Figure 1

Synthetic lethality as a therapeutic strategy for the treatment of MMR-deficient cancers. (A) DNA mismatch repair is a stepwise process. In the schematic the MutSα heterodimer (Msh2-Msh6) recognizes a single-base mispair while MutSβ (Msh2-Msh3) primarily (but not exclusively [6]-[9]) initiates the repair of larger insertions/deletions (IDLs) of two to four bases. Recognition activates the recruitment of MutLα (Mlh1-Pms2) and multiple downstream factors (for example, Exo1, PCNA, RFC, RPA, and DNA pol δ) for repair by lesion excision and strand resynthesis.
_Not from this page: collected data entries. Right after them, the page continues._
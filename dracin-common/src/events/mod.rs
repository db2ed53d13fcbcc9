//! Event types for the Dracin player event system
//!
//! Provides the PlayerEvent enum and the EventBus the host application
//! subscribes to for visual feedback (buffering spinner, up-next overlay,
//! "episode unavailable" state, sync diagnostics).

mod playback_types;

pub use playback_types::{
    nearest_playback_rate, step_playback_rate, CancelReason, PlaybackRateStep, SyncTrigger,
    PLAYBACK_RATES,
};

use serde::{Deserialize, Serialize};
use tokio::sync::broadcast;

/// Player event types
///
/// Events are broadcast via EventBus and can be serialized for a host UI
/// bridge. Every variant carries the UTC time it was emitted.
#[derive(Debug, Clone, Serialize, Deserialize)]
#[serde(tag = "type")]
pub enum PlayerEvent {
    /// Play/pause state changed
    PlaybackStateChanged {
        /// Episode loaded at the time of the change
        episode_id: Option<String>,
        /// Whether the player is now playing
        playing: bool,
        timestamp: chrono::DateTime<chrono::Utc>,
    },

    /// A new episode was loaded (manual selection or auto-advance)
    EpisodeChanged {
        /// Previously loaded episode, if any
        previous_episode_id: Option<String>,
        episode_id: String,
        episode_number: u32,
        timestamp: chrono::DateTime<chrono::Utc>,
    },

    /// Media started or stopped waiting for data
    BufferingChanged {
        buffering: bool,
        timestamp: chrono::DateTime<chrono::Utc>,
    },

    /// Episode played through to its natural end
    EpisodeEnded {
        episode_id: String,
        /// Whether a next playlist entry exists (countdown follows)
        has_next: bool,
        timestamp: chrono::DateTime<chrono::Utc>,
    },

    /// Unrecoverable media error; the episode is unavailable
    PlaybackFailed {
        episode_id: Option<String>,
        message: String,
        timestamp: chrono::DateTime<chrono::Utc>,
    },

    /// Auto-advance countdown started
    AutoAdvanceStarted {
        next_episode_id: String,
        next_episode_title: String,
        seconds_remaining: u32,
        timestamp: chrono::DateTime<chrono::Utc>,
    },

    /// Auto-advance countdown ticked
    AutoAdvanceTick {
        seconds_remaining: u32,
        timestamp: chrono::DateTime<chrono::Utc>,
    },

    /// Auto-advance countdown abandoned
    AutoAdvanceCancelled {
        reason: CancelReason,
        timestamp: chrono::DateTime<chrono::Utc>,
    },

    /// Countdown reached zero and the next episode was selected
    AutoAdvanced {
        from_episode_id: String,
        to_episode_id: String,
        timestamp: chrono::DateTime<chrono::Utc>,
    },

    /// Watch position persisted by the backend
    ProgressSynced {
        episode_id: String,
        position: f64,
        trigger: SyncTrigger,
        timestamp: chrono::DateTime<chrono::Utc>,
    },

    /// Watch position could not be persisted (logged, never retried eagerly)
    ProgressSyncFailed {
        episode_id: String,
        position: f64,
        message: String,
        timestamp: chrono::DateTime<chrono::Utc>,
    },

    /// Playback resumed from a previously stored position
    ResumeApplied {
        episode_id: String,
        position: f64,
        timestamp: chrono::DateTime<chrono::Utc>,
    },

    /// Fullscreen confirmed entered or exited by the runtime
    FullscreenChanged {
        fullscreen: bool,
        timestamp: chrono::DateTime<chrono::Utc>,
    },

    /// Picture-in-picture confirmed entered or left by the runtime
    PictureInPictureChanged {
        active: bool,
        timestamp: chrono::DateTime<chrono::Utc>,
    },

    /// Keyboard shortcut help overlay toggled
    ShortcutHelpToggled {
        visible: bool,
        timestamp: chrono::DateTime<chrono::Utc>,
    },

    /// Player session torn down (final sync flushed)
    SessionClosed {
        episode_id: Option<String>,
        position: f64,
        timestamp: chrono::DateTime<chrono::Utc>,
    },
}

impl PlayerEvent {
    /// Short variant name, for logging
    pub fn name(&self) -> &'static str {
        match self {
            PlayerEvent::PlaybackStateChanged { .. } => "PlaybackStateChanged",
            PlayerEvent::EpisodeChanged { .. } => "EpisodeChanged",
            PlayerEvent::BufferingChanged { .. } => "BufferingChanged",
            PlayerEvent::EpisodeEnded { .. } => "EpisodeEnded",
            PlayerEvent::PlaybackFailed { .. } => "PlaybackFailed",
            PlayerEvent::AutoAdvanceStarted { .. } => "AutoAdvanceStarted",
            PlayerEvent::AutoAdvanceTick { .. } => "AutoAdvanceTick",
            PlayerEvent::AutoAdvanceCancelled { .. } => "AutoAdvanceCancelled",
            PlayerEvent::AutoAdvanced { .. } => "AutoAdvanced",
            PlayerEvent::ProgressSynced { .. } => "ProgressSynced",
            PlayerEvent::ProgressSyncFailed { .. } => "ProgressSyncFailed",
            PlayerEvent::ResumeApplied { .. } => "ResumeApplied",
            PlayerEvent::FullscreenChanged { .. } => "FullscreenChanged",
            PlayerEvent::PictureInPictureChanged { .. } => "PictureInPictureChanged",
            PlayerEvent::ShortcutHelpToggled { .. } => "ShortcutHelpToggled",
            PlayerEvent::SessionClosed { .. } => "SessionClosed",
        }
    }
}

/// Central event distribution for a player instance
///
/// Uses tokio::broadcast internally:
/// - Non-blocking publish (slow subscribers don't block the player)
/// - Multiple concurrent subscribers
/// - Lagged message detection for slow subscribers
///
/// Each player session owns its own bus; there is no process-wide instance.
///
/// # Examples
///
/// ```
/// use dracin_common::events::{EventBus, PlayerEvent};
///
/// let event_bus = EventBus::new(100);
/// let mut rx = event_bus.subscribe();
///
/// event_bus.emit_lossy(PlayerEvent::BufferingChanged {
///     buffering: true,
///     timestamp: chrono::Utc::now(),
/// });
///
/// assert!(matches!(rx.try_recv(), Ok(PlayerEvent::BufferingChanged { buffering: true, .. })));
/// ```
#[derive(Clone)]
pub struct EventBus {
    tx: broadcast::Sender<PlayerEvent>,
    capacity: usize,
}

impl EventBus {
    /// Creates a new EventBus with specified channel capacity
    ///
    /// `capacity` is the number of events buffered per subscriber before the
    /// oldest are dropped.
    pub fn new(capacity: usize) -> Self {
        let (tx, _) = broadcast::channel(capacity);
        Self { tx, capacity }
    }

    /// Subscribe to all future events
    ///
    /// Events emitted before subscription are not received.
    pub fn subscribe(&self) -> broadcast::Receiver<PlayerEvent> {
        self.tx.subscribe()
    }

    /// Emit an event to all subscribers
    ///
    /// Returns `Ok(subscriber_count)` if at least one subscriber exists.
    /// Returns `Err` if no subscribers are listening.
    #[allow(clippy::result_large_err)]
    pub fn emit(
        &self,
        event: PlayerEvent,
    ) -> Result<usize, broadcast::error::SendError<PlayerEvent>> {
        self.tx.send(event)
    }

    /// Emit an event, ignoring if no subscribers are listening
    ///
    /// Player events are feedback for the host UI; a host that does not
    /// listen is not an error.
    pub fn emit_lossy(&self, event: PlayerEvent) {
        let _ = self.tx.send(event);
    }

    /// Get the current number of active subscribers
    pub fn subscriber_count(&self) -> usize {
        self.tx.receiver_count()
    }

    /// Get the configured channel capacity
    pub fn capacity(&self) -> usize {
        self.capacity
    }
}

impl Default for EventBus {
    fn default() -> Self {
        Self::new(256)
    }
}

impl std::fmt::Debug for EventBus {
    fn fmt(&self, f: &mut std::fmt::Formatter<'_>) -> std::fmt::Result {
        f.debug_struct("EventBus")
            .field("capacity", &self.capacity)
            .field("subscribers", &self.subscriber_count())
            .finish()
    }
}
Each MutS also has roles independent of these downstream effectors of MMR: as an example, MutSα associates with cell cycle regulators at sites of DNA damage to mediate arrest and apoptosis [3], while MutSβ contributes to the repair of double-strand breaks via recombinatorial single-strand annealing [10],[11]. Mutations in many factors from this pathway are associated with cancer. (B) Loss of A (for example, MSH2) is a common initiating event in many colorectal cancers. Candidate screening seeks to identify and exploit negative genetic relationships (synthetic sick/lethal) to selectively kill cells that harbor the MSH2 deficiency, but spare those lacking this cancer-related alteration.